• [ABOUT THIS TASK] Whatever follows the line containing "pub fn is_idle(&self)" in the listing below should be printed exactly, along with that line itself.

Segment Start: INPUT MATERIAL

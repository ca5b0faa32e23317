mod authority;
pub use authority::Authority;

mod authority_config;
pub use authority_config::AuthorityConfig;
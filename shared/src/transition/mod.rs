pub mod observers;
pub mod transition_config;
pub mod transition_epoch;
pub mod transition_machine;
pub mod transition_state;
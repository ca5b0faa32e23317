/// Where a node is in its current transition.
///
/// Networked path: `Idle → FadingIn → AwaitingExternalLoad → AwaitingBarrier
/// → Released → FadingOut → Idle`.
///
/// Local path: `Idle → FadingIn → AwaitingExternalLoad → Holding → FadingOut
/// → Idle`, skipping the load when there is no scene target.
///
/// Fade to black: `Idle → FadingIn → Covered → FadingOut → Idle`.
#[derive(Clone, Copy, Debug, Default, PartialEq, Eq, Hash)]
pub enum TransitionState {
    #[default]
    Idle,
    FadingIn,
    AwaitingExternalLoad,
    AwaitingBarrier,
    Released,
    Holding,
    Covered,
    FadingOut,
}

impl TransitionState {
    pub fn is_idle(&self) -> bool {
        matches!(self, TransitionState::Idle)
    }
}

Segment End: INPUT MATERIAL

• [THE COMPLETED TASK]
    pub fn is_idle(&self) -> bool {
        matches!(self, TransitionState::Idle)
    }
}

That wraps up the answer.